• About this exercise
Using the entries that follow, write out the line containing "are not registered.", the line containing "async fn execute(&self, arguments: serde_json::Value)", and every line between them, exactly and nothing else.

Collected data entries:

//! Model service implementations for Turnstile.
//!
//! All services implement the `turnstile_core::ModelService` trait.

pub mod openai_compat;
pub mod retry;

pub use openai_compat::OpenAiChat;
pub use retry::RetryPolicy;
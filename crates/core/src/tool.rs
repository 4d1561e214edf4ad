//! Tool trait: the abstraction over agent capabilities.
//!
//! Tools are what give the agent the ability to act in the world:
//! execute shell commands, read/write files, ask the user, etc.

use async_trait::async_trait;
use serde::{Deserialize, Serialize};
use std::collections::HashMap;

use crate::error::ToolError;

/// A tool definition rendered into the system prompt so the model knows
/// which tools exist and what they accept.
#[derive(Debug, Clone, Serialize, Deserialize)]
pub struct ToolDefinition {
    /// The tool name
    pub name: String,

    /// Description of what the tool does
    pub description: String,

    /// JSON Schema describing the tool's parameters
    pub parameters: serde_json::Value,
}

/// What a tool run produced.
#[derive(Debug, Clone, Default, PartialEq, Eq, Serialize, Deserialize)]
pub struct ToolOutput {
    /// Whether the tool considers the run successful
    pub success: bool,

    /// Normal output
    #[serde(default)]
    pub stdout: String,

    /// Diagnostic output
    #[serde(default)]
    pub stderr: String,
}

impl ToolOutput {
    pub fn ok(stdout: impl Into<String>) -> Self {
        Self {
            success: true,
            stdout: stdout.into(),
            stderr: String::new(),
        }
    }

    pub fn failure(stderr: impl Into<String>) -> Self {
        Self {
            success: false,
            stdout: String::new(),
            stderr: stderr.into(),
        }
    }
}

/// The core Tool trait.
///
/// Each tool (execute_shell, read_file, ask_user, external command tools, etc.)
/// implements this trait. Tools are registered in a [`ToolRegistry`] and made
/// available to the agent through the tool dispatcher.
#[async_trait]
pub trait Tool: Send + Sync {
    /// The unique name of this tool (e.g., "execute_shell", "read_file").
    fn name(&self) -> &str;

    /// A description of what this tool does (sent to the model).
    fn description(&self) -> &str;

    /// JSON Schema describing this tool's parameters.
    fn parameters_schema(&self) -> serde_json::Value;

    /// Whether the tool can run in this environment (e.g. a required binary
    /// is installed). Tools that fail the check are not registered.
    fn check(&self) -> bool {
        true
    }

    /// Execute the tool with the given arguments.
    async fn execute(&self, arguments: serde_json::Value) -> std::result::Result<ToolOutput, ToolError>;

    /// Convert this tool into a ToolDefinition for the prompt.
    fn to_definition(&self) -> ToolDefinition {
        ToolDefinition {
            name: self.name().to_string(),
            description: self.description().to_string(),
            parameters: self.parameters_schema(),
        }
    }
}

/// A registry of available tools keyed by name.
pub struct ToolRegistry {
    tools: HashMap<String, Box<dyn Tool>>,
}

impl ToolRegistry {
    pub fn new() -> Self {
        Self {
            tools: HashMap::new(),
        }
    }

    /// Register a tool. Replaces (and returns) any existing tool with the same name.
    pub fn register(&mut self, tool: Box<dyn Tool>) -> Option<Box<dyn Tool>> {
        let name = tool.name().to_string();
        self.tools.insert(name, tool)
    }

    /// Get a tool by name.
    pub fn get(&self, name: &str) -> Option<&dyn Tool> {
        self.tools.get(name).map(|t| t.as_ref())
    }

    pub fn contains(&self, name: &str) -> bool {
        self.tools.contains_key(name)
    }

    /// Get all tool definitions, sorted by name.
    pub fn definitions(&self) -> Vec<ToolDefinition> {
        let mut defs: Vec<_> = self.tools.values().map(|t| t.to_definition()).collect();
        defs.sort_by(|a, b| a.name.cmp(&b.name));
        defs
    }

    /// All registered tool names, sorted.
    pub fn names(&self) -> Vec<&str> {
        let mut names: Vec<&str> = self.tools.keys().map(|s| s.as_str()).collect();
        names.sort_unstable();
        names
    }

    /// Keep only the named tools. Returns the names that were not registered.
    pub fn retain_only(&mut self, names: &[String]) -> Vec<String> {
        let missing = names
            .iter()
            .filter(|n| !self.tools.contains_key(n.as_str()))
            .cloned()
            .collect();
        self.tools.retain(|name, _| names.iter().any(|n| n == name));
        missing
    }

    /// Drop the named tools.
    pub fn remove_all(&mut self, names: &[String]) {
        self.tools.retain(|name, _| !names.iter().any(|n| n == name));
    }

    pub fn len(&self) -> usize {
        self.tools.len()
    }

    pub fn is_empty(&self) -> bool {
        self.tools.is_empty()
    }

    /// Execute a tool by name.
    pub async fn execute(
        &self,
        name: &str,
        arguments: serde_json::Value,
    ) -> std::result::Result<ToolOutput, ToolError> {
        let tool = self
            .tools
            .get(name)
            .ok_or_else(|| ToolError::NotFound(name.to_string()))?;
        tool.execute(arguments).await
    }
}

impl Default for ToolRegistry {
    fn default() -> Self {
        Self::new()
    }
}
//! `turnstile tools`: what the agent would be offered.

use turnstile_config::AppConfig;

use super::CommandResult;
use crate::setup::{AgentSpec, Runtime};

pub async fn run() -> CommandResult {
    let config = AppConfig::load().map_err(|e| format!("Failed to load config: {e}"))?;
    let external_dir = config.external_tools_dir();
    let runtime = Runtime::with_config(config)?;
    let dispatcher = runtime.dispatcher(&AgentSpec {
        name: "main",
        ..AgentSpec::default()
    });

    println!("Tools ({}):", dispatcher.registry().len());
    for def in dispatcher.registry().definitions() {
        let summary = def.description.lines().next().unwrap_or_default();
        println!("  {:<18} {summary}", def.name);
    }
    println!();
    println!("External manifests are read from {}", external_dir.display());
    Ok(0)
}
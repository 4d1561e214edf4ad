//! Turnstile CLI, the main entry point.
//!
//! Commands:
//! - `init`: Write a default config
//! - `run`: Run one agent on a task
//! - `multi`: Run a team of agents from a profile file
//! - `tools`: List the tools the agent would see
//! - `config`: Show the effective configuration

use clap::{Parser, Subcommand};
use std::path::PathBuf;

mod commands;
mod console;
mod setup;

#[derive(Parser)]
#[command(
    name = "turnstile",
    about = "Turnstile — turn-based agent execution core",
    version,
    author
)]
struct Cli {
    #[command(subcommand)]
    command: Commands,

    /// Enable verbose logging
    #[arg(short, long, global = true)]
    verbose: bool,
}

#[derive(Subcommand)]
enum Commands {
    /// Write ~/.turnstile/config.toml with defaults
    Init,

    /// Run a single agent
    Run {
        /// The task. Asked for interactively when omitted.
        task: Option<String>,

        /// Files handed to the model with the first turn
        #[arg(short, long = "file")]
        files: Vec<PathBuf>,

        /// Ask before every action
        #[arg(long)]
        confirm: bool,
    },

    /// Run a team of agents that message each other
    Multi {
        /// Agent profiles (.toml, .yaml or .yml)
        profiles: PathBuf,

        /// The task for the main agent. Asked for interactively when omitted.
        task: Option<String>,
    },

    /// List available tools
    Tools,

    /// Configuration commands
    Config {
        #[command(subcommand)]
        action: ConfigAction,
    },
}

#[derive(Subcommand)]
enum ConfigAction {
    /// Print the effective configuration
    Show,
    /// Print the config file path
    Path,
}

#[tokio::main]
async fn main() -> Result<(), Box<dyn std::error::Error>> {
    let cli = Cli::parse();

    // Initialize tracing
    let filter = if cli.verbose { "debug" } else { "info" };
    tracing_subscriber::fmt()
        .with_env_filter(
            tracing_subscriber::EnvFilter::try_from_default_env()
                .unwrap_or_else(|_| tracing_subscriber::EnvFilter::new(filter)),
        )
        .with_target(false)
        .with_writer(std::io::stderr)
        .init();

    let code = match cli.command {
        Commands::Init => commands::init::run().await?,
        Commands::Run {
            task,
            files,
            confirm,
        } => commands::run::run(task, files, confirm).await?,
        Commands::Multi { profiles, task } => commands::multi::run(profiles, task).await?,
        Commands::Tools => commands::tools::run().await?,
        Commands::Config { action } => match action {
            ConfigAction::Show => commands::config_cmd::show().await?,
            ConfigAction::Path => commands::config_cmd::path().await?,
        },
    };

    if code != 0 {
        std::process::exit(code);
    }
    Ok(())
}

• Exercise answer
    /// is installed). Tools that fail the check are not registered.
    fn check(&self) -> bool {
        true
    }

    /// Execute the tool with the given arguments.
    async fn execute(&self, arguments: serde_json::Value) -> std::result::Result<ToolOutput, ToolError>;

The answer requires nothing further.